Entries supplied:
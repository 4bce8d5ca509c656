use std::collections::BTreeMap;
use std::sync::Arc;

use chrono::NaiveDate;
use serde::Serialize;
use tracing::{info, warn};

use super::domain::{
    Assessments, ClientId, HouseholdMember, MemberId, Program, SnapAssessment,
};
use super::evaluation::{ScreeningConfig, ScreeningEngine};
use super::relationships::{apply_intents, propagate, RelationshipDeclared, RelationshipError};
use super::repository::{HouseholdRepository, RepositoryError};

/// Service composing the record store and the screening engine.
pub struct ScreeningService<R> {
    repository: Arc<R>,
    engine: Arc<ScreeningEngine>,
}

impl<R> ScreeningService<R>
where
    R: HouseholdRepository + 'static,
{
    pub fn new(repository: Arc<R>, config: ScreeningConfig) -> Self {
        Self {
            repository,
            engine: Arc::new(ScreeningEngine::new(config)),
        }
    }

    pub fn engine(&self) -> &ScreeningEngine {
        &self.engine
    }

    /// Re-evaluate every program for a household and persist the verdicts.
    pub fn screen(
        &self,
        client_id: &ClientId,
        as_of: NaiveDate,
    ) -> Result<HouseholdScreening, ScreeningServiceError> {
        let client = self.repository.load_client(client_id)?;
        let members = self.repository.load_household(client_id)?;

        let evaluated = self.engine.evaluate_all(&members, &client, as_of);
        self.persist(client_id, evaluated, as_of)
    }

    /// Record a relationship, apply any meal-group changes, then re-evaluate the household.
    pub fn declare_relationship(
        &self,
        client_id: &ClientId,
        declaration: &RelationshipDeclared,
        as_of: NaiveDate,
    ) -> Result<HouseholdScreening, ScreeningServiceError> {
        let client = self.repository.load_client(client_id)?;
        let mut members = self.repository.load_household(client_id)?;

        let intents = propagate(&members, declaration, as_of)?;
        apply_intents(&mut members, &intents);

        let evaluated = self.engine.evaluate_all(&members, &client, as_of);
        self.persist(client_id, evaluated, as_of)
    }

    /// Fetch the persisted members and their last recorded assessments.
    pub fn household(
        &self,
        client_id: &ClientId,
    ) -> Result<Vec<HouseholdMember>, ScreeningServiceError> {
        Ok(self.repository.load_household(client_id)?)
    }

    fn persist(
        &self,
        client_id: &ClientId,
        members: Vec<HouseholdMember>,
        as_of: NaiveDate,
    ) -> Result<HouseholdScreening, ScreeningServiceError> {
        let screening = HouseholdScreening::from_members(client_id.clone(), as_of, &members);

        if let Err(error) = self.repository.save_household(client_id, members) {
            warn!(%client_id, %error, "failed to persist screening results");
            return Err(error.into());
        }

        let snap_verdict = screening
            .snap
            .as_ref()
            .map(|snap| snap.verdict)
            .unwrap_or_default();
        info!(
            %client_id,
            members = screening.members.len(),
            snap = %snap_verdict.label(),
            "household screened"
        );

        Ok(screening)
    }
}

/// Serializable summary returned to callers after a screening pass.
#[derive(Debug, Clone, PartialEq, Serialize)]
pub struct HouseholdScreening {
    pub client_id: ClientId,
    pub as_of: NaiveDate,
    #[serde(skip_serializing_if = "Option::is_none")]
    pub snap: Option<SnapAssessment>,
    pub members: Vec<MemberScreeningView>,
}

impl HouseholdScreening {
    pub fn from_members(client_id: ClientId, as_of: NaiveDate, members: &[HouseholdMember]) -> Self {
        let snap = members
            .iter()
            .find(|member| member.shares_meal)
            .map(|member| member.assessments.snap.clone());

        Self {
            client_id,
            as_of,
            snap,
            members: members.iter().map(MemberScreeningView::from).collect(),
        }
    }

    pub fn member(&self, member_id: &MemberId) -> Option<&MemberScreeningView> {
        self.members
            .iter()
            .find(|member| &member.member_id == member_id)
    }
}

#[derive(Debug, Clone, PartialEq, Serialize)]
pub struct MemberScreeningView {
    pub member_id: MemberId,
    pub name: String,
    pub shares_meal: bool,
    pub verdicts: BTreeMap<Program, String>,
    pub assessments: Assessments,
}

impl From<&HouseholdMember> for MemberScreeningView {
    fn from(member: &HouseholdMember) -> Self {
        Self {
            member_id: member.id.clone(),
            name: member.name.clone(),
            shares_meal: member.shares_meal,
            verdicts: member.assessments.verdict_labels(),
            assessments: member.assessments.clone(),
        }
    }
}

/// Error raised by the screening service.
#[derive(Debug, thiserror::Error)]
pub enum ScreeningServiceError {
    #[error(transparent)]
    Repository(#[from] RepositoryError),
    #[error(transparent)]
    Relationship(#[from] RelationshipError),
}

Action item: Return all lines of the material that have "String" in them.

Exercise result:
    pub name: String,
    pub verdicts: BTreeMap<Program, String>,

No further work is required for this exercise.